- **PROBLEM TO SOLVE**:
The complete data, repeated exactly, should form your response.

- **MATERIAL SUPPLIED**:
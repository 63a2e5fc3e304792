//! Replays the whole session: US stations, annual precipitation of two
//! example stations, then the Arctic Oscillation exploration.

use std::path::PathBuf;

use anyhow::Result;
use log::info;

use crate::{
    config::Config,
    constants::{TEXAS_STATION, WASHINGTON_STATION},
    reading::{Element, StationFilter},
    series::{Aggregation, Frequency, Rule},
};

use super::{ao, daily, stations, DailyRequest};

const AO_THRESHOLD: f64 = 3.0;
const AO_WINDOW: usize = 12;

/// Stations and the title of their annual precipitation figure.
pub fn session_requests() -> Vec<(&'static str, DailyRequest)> {
    [
        (TEXAS_STATION, "Annual precipitation in Southwestern Texas"),
        (WASHINGTON_STATION, "Annual precipitation in Central Washington"),
    ]
    .into_iter()
    .map(|(station_id, title)| {
        let request = DailyRequest {
            element: Element::Prcp,
            from: Some(1990),
            to: Some(2020),
            rule: Rule::new(Frequency::Year, 1),
            aggregation: Aggregation::Sum,
            rolling: None,
            rolling_aggregation: Aggregation::Mean,
            drop_flagged: false,
            parquet: false,
            title: Some(title.to_string()),
        };
        (station_id, request)
    })
    .collect()
}

pub async fn explore(config: &Config) -> Result<Vec<PathBuf>> {
    let us = StationFilter {
        country: Some("US".to_string()),
        ..StationFilter::default()
    };
    let mut written = stations(config, &us, false).await?;

    for (station_id, request) in session_requests() {
        info!("Exploring station {}", station_id);
        written.extend(daily(config, &[station_id.to_string()], &request).await?);
    }

    written.extend(ao(config, None, AO_THRESHOLD, AO_WINDOW, false, false).await?);

    Ok(written)
}

// -- Tests -------------------------------------------------------------------

#[cfg(test)]
mod tests {
    use super::*;

    #[test]
    fn should_request_annual_totals_for_both_stations() {
        let requests = session_requests();

        assert_eq!(requests.len(), 2);
        assert_eq!(requests[0].0, "USC00412679");
        assert_eq!(
            requests[1].1.resampled_title(requests[1].0),
            "Annual precipitation in Central Washington"
        );
        assert!(requests
            .iter()
            .all(|(_, r)| r.aggregation == Aggregation::Sum && r.from == Some(1990)));
    }
}
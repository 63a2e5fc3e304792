//! Downloads remote files into the local cache.

use std::{
    fs,
    io::Write,
    path::{Path, PathBuf},
};

use futures::StreamExt;
use indicatif::ProgressBar;
use log::{debug, info};
use tempfile::NamedTempFile;

use crate::{
    cli::{bytes_style, create_spinner},
    config::Config,
    error::DownloadError,
};

/// Returns the cached copy of `url`, downloading it first when it is missing
/// or when a refresh was requested.
pub async fn fetch_cached(
    config: &Config,
    url: &str,
    file_name: &str,
) -> Result<PathBuf, DownloadError> {
    let file_path = config.cache_dir.join(file_name);

    if file_path.is_file() && !config.refresh {
        debug!("Using cached `{}`", file_path.display());
        return Ok(file_path);
    }

    fs::create_dir_all(&config.cache_dir)
        .map_err(|e| DownloadError::CacheWrite(config.cache_dir.clone(), e))?;

    info!("Downloading {}", url);
    let bar = create_spinner(format!("Downloading {}...", file_name));
    download_with_progress(url, &file_path, &bar).await?;
    bar.finish_with_message(format!("{} downloaded", file_name));

    Ok(file_path)
}

/// Streams `url` to `file_path`. The body is written to a temporary file in
/// the same directory and moved into place once complete.
pub async fn download_with_progress(
    url: &str,
    file_path: &Path,
    progress_bar: &ProgressBar,
) -> Result<(), DownloadError> {
    let response = reqwest::get(url)
        .await
        .map_err(|e| DownloadError::Request(url.to_string(), e))?;

    if !response.status().is_success() {
        return Err(DownloadError::HttpStatus {
            url: url.to_string(),
            status: response.status(),
        });
    }

    // Switch the spinner to a byte counter when the size is known
    let total_size = response.content_length().unwrap_or(0);
    if total_size > 0 {
        progress_bar.set_length(total_size);
        progress_bar.set_style(bytes_style());
    }

    let parent = file_path.parent().unwrap_or_else(|| Path::new("."));
    let write_err = |e: std::io::Error| DownloadError::CacheWrite(file_path.to_path_buf(), e);

    let mut file = NamedTempFile::new_in(parent).map_err(write_err)?;
    let mut downloaded = 0u64;
    let mut stream = response.bytes_stream();

    while let Some(chunk) = stream.next().await {
        let chunk = chunk.map_err(|e| DownloadError::Request(url.to_string(), e))?;
        file.write_all(&chunk).map_err(write_err)?;
        downloaded += chunk.len() as u64;
        progress_bar.set_position(downloaded);
    }

    file.persist(file_path).map_err(|e| write_err(e.error))?;

    Ok(())
}

/// Last path segment of a URL.
pub fn file_name_from_url(url: &str) -> &str {
    url.rsplit('/').next().unwrap_or(url)
}

// -- Tests -------------------------------------------------------------------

- **TASK OUTPUT**:
repository 63a2e5fc3e304792
//! Replays the whole session: US stations, annual precipitation of two
//! example stations, then the Arctic Oscillation exploration.

use std::path::PathBuf;

use anyhow::Result;
use log::info;

use crate::{
    config::Config,
    constants::{TEXAS_STATION, WASHINGTON_STATION},
    reading::{Element, StationFilter},
    series::{Aggregation, Frequency, Rule},
};

use super::{ao, daily, stations, DailyRequest};

const AO_THRESHOLD: f64 = 3.0;
const AO_WINDOW: usize = 12;

/// Stations and the title of their annual precipitation figure.
pub fn session_requests() -> Vec<(&'static str, DailyRequest)> {
    [
        (TEXAS_STATION, "Annual precipitation in Southwestern Texas"),
        (WASHINGTON_STATION, "Annual precipitation in Central Washington"),
    ]
    .into_iter()
    .map(|(station_id, title)| {
        let request = DailyRequest {
            element: Element::Prcp,
            from: Some(1990),
            to: Some(2020),
            rule: Rule::new(Frequency::Year, 1),
            aggregation: Aggregation::Sum,
            rolling: None,
            rolling_aggregation: Aggregation::Mean,
            drop_flagged: false,
            parquet: false,
            title: Some(title.to_string()),
        };
        (station_id, request)
    })
    .collect()
}

pub async fn explore(config: &Config) -> Result<Vec<PathBuf>> {
    let us = StationFilter {
        country: Some("US".to_string()),
        ..StationFilter::default()
    };
    let mut written = stations(config, &us, false).await?;

    for (station_id, request) in session_requests() {
        info!("Exploring station {}", station_id);
        written.extend(daily(config, &[station_id.to_string()], &request).await?);
    }

    written.extend(ao(config, None, AO_THRESHOLD, AO_WINDOW, false, false).await?);

    Ok(written)
}

// -- Tests -------------------------------------------------------------------

#[cfg(test)]
mod tests {
    use super::*;

    #[test]
    fn should_request_annual_totals_for_both_stations() {
        let requests = session_requests();

        assert_eq!(requests.len(), 2);
        assert_eq!(requests[0].0, "USC00412679");
        assert_eq!(
            requests[1].1.resampled_title(requests[1].0),
            "Annual precipitation in Central Washington"
        );
        assert!(requests
            .iter()
            .all(|(_, r)| r.aggregation == Aggregation::Sum && r.from == Some(1990)));
    }
}
repository 63a2e5fc3e304792
//! Downloads remote files into the local cache.

use std::{
    fs,
    io::Write,
    path::{Path, PathBuf},
};

use futures::StreamExt;
use indicatif::ProgressBar;
use log::{debug, info};
use tempfile::NamedTempFile;

use crate::{
    cli::{bytes_style, create_spinner},
    config::Config,
    error::DownloadError,
};

/// Returns the cached copy of `url`, downloading it first when it is missing
/// or when a refresh was requested.
pub async fn fetch_cached(
    config: &Config,
    url: &str,
    file_name: &str,
) -> Result<PathBuf, DownloadError> {
    let file_path = config.cache_dir.join(file_name);

    if file_path.is_file() && !config.refresh {
        debug!("Using cached `{}`", file_path.display());
        return Ok(file_path);
    }

    fs::create_dir_all(&config.cache_dir)
        .map_err(|e| DownloadError::CacheWrite(config.cache_dir.clone(), e))?;

    info!("Downloading {}", url);
    let bar = create_spinner(format!("Downloading {}...", file_name));
    download_with_progress(url, &file_path, &bar).await?;
    bar.finish_with_message(format!("{} downloaded", file_name));

    Ok(file_path)
}

/// Streams `url` to `file_path`. The body is written to a temporary file in
/// the same directory and moved into place once complete.
pub async fn download_with_progress(
    url: &str,
    file_path: &Path,
    progress_bar: &ProgressBar,
) -> Result<(), DownloadError> {
    let response = reqwest::get(url)
        .await
        .map_err(|e| DownloadError::Request(url.to_string(), e))?;

    if !response.status().is_success() {
        return Err(DownloadError::HttpStatus {
            url: url.to_string(),
            status: response.status(),
        });
    }

    // Switch the spinner to a byte counter when the size is known
    let total_size = response.content_length().unwrap_or(0);
    if total_size > 0 {
        progress_bar.set_length(total_size);
        progress_bar.set_style(bytes_style());
    }

    let parent = file_path.parent().unwrap_or_else(|| Path::new("."));
    let write_err = |e: std::io::Error| DownloadError::CacheWrite(file_path.to_path_buf(), e);

    let mut file = NamedTempFile::new_in(parent).map_err(write_err)?;
    let mut downloaded = 0u64;
    let mut stream = response.bytes_stream();

    while let Some(chunk) = stream.next().await {
        let chunk = chunk.map_err(|e| DownloadError::Request(url.to_string(), e))?;
        file.write_all(&chunk).map_err(write_err)?;
        downloaded += chunk.len() as u64;
        progress_bar.set_position(downloaded);
    }

    file.persist(file_path).map_err(|e| write_err(e.error))?;

    Ok(())
}

/// Last path segment of a URL.
pub fn file_name_from_url(url: &str) -> &str {
    url.rsplit('/').next().unwrap_or(url)
}

// -- Tests -------------------------------------------------------------------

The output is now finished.